Start of Listed records

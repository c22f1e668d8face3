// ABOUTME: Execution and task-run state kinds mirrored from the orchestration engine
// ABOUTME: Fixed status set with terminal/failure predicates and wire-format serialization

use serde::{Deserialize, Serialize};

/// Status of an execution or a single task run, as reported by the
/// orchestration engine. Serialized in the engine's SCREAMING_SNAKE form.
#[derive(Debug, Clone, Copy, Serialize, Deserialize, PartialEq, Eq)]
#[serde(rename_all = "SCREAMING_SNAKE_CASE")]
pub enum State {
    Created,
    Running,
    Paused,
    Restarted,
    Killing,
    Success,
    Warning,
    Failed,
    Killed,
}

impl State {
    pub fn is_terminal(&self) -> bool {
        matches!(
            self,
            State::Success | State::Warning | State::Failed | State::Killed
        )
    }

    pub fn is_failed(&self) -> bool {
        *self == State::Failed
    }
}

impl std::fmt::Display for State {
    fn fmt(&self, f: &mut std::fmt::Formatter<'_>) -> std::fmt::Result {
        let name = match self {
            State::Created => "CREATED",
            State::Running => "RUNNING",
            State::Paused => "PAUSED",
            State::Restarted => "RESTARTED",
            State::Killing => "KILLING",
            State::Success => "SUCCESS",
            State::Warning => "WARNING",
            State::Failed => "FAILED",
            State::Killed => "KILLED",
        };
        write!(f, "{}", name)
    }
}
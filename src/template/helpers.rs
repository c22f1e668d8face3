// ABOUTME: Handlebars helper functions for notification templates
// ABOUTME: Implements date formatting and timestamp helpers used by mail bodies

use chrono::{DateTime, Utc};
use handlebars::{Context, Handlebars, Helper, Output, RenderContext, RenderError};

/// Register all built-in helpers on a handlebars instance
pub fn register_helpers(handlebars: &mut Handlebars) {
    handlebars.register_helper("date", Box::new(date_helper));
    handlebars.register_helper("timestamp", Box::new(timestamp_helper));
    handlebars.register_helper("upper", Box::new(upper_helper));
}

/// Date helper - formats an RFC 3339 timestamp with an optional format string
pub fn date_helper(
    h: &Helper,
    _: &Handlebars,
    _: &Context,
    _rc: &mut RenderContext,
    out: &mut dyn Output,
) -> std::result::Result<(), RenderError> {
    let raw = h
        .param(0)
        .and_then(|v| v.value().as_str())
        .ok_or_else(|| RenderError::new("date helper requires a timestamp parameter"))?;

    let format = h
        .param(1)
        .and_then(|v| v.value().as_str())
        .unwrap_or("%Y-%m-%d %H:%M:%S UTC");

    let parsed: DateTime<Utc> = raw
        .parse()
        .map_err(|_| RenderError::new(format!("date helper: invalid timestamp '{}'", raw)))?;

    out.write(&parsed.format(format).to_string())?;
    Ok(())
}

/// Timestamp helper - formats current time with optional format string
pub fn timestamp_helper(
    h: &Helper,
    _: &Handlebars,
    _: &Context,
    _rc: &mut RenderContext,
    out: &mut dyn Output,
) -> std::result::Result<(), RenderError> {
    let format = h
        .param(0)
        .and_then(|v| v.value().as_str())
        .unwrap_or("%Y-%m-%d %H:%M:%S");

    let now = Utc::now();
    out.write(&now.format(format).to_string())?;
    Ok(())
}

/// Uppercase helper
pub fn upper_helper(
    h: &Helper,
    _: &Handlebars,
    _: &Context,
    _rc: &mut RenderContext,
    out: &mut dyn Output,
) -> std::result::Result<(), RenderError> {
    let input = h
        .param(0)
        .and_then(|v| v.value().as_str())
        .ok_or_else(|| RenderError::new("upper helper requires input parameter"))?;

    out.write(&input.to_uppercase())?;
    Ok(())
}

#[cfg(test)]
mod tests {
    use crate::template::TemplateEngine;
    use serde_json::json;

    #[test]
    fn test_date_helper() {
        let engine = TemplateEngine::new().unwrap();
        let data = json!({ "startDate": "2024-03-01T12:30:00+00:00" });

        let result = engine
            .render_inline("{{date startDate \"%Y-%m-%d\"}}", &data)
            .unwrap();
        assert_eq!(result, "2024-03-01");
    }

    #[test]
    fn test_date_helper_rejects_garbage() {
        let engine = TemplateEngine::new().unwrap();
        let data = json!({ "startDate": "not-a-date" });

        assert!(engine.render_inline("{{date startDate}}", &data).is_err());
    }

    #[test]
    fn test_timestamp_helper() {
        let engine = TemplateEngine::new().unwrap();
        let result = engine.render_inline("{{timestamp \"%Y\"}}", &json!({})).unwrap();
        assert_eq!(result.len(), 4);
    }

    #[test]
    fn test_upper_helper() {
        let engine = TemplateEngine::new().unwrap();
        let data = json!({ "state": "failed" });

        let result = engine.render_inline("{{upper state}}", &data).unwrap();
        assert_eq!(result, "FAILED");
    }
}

End of Listed records

▶ Task details: Only the number should be given: how many lines in the entries above contain the string "DateTime"?

▶ Answer box: 2